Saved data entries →
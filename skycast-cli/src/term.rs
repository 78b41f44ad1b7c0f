//! Terminal presentation: the busy line and the weather card.

use std::io::Write;

use skycast_core::{DisplayFields, ProgressIndicator, WeatherError, WeatherIcon};

/// Busy line on stderr, shown for the duration of the network call only.
pub struct StderrProgress;

impl ProgressIndicator for StderrProgress {
    fn show(&self) {
        eprint!("Please wait... ");
        let _ = std::io::stderr().flush();
    }

    fn dismiss(&self) {
        eprintln!();
    }
}

fn glyph(icon: WeatherIcon) -> &'static str {
    match icon {
        WeatherIcon::Sunny => "☀",
        WeatherIcon::Cloud => "☁",
        WeatherIcon::Rain => "🌧",
        WeatherIcon::Storm => "⛈",
        WeatherIcon::Snow => "❄",
    }
}

/// Print one display snapshot.
pub fn print_fields(fields: &DisplayFields) {
    match fields.icon {
        Some(icon) => println!("{}  {} ({})", glyph(icon), fields.condition, fields.description),
        None => println!("{} ({})", fields.condition, fields.description),
    }
    println!("Temperature: {}", fields.temperature);
    println!("Humidity:    {}", fields.humidity);
    println!("Range:       {} / {}", fields.temp_min, fields.temp_max);
    println!("Wind:        {}", fields.wind_speed);
    println!("Place:       {}, {}", fields.place, fields.country);
    println!("Sunrise:     {}", fields.sunrise);
    println!("Sunset:      {}", fields.sunset);
}

/// One transient notice per failed run, plus a settings hint where the
/// original flow would redirect the user to settings.
pub fn print_notice(err: &WeatherError) {
    eprintln!("{err}");

    match err {
        WeatherError::LocationDisabled => {
            eprintln!("Run `skycast configure` to turn location services back on.");
        }
        WeatherError::PermissionDenied => {
            eprintln!(
                "It looks like you have turned off permissions required for this feature. \
                 It can be enabled under application settings: run `skycast configure`."
            );
        }
        _ => {}
    }
}

/// Locale tag for unit selection: the --locale flag, then $LANG, then a
/// plain default.
pub fn locale_tag(flag: Option<String>) -> String {
    flag.or_else(|| std::env::var("LANG").ok())
        .filter(|tag| !tag.is_empty() && tag != "C" && tag != "POSIX")
        .unwrap_or_else(|| "en-GB".to_string())
}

EXERCISE INSTRUCTIONS → Every record above needs to be repeated word for word.

EXERCISE OUTPUT →
filename skycast-cli/src/term.rs
repository 78b41f44ad1b7c0f
//! Terminal presentation: the busy line and the weather card.

use std::io::Write;

use skycast_core::{DisplayFields, ProgressIndicator, WeatherError, WeatherIcon};

/// Busy line on stderr, shown for the duration of the network call only.
pub struct StderrProgress;

impl ProgressIndicator for StderrProgress {
    fn show(&self) {
        eprint!("Please wait... ");
        let _ = std::io::stderr().flush();
    }

    fn dismiss(&self) {
        eprintln!();
    }
}

fn glyph(icon: WeatherIcon) -> &'static str {
    match icon {
        WeatherIcon::Sunny => "☀",
        WeatherIcon::Cloud => "☁",
        WeatherIcon::Rain => "🌧",
        WeatherIcon::Storm => "⛈",
        WeatherIcon::Snow => "❄",
    }
}

/// Print one display snapshot.
pub fn print_fields(fields: &DisplayFields) {
    match fields.icon {
        Some(icon) => println!("{}  {} ({})", glyph(icon), fields.condition, fields.description),
        None => println!("{} ({})", fields.condition, fields.description),
    }
    println!("Temperature: {}", fields.temperature);
    println!("Humidity:    {}", fields.humidity);
    println!("Range:       {} / {}", fields.temp_min, fields.temp_max);
    println!("Wind:        {}", fields.wind_speed);
    println!("Place:       {}, {}", fields.place, fields.country);
    println!("Sunrise:     {}", fields.sunrise);
    println!("Sunset:      {}", fields.sunset);
}

/// One transient notice per failed run, plus a settings hint where the
/// original flow would redirect the user to settings.
pub fn print_notice(err: &WeatherError) {
    eprintln!("{err}");

    match err {
        WeatherError::LocationDisabled => {
            eprintln!("Run `skycast configure` to turn location services back on.");
        }
        WeatherError::PermissionDenied => {
            eprintln!(
                "It looks like you have turned off permissions required for this feature. \
                 It can be enabled under application settings: run `skycast configure`."
            );
        }
        _ => {}
    }
}

/// Locale tag for unit selection: the --locale flag, then $LANG, then a
/// plain default.
pub fn locale_tag(flag: Option<String>) -> String {
    flag.or_else(|| std::env::var("LANG").ok())
        .filter(|tag| !tag.is_empty() && tag != "C" && tag != "POSIX")
        .unwrap_or_else(|| "en-GB".to_string())
}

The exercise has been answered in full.